▸ Task goal
Within the data below, determine how many lines contain "String" and supply only that figure.

(Beginning of Data listing)

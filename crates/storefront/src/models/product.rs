//! Catalog domain types.

use chrono::{DateTime, Utc};
use rust_decimal::Decimal;
use serde::{Deserialize, Serialize};

use vastra_core::{CategoryId, Money, ProductId, VariantId};

/// A product category.
#[derive(Debug, Clone, Serialize, Deserialize)]
pub struct Category {
    pub id: CategoryId,
    pub name: String,
    /// URL-stable slug.
    pub slug: String,
    #[serde(default)]
    pub parent_id: Option<CategoryId>,
    #[serde(default)]
    pub image_url: Option<String>,
    pub is_active: bool,
}

/// A catalog product.
///
/// Read-only from the checkout engine's perspective; only variant stock is
/// ever mutated by the core.
#[derive(Debug, Clone, Serialize, Deserialize)]
pub struct Product {
    pub id: ProductId,
    pub name: String,
    /// URL-stable slug, unique across products.
    pub slug: String,
    #[serde(default)]
    pub description: Option<String>,
    pub category_id: CategoryId,
    #[serde(default)]
    pub brand: Option<String>,
    #[serde(default)]
    pub material: Option<String>,
    /// Base price before discount, in rupees.
    pub base_price: Money,
    /// Discount in percent, 0-100.
    pub discount_percentage: Decimal,
    pub is_featured: bool,
    pub is_active: bool,
    /// Ordered image URLs, first is the primary image.
    #[serde(default)]
    pub images: Vec<String>,
    #[serde(default)]
    pub created_at: Option<DateTime<Utc>>,
    #[serde(default)]
    pub updated_at: Option<DateTime<Utc>>,
    /// Embedded on joined reads; empty when the read did not ask for them.
    #[serde(default)]
    pub variants: Vec<ProductVariant>,
    /// Embedded on joined reads.
    #[serde(default)]
    pub category: Option<Category>,
}

impl Product {
    /// The effective unit price of one variant of this product.
    ///
    /// `base_price × (1 − discount/100) + additional_price`, in exact
    /// decimal arithmetic. This is the single pricing formula used by both
    /// the cart and the order snapshot.
    #[must_use]
    pub fn unit_price(&self, variant: &ProductVariant) -> Money {
        let factor = (Decimal::ONE_HUNDRED - self.discount_percentage) / Decimal::ONE_HUNDRED;
        Money::new(self.base_price.amount() * factor) + variant.additional_price
    }

    /// Find an embedded variant by id.
    #[must_use]
    pub fn variant(&self, id: &VariantId) -> Option<&ProductVariant> {
        self.variants.iter().find(|v| &v.id == id)
    }
}

/// A size/color instance of a product; the unit inventory is tracked against.
#[derive(Debug, Clone, Serialize, Deserialize)]
pub struct ProductVariant {
    pub id: VariantId,
    pub product_id: ProductId,
    pub size: String,
    pub color: String,
    #[serde(default)]
    pub color_hex: Option<String>,
    /// On-hand stock, never negative.
    pub stock_quantity: u32,
    /// Price delta added on top of the discounted base price.
    pub additional_price: Money,
    pub is_active: bool,
}

/// Sort order for product listings.
#[derive(Debug, Clone, Copy, PartialEq, Eq, Default)]
pub enum ProductSort {
    /// Newest first.
    #[default]
    Newest,
    /// Cheapest first.
    PriceAsc,
    /// Most expensive first.
    PriceDesc,
    /// Alphabetical by name.
    Name,
}

/// Filters for a product listing read.
///
/// Inactive products are always excluded.
#[derive(Debug, Clone, Default)]
pub struct ProductQuery {
    pub category: Option<CategoryId>,
    pub featured_only: bool,
    pub sort: ProductSort,
}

(End of Data listing)

▸ Solution for this exercise
12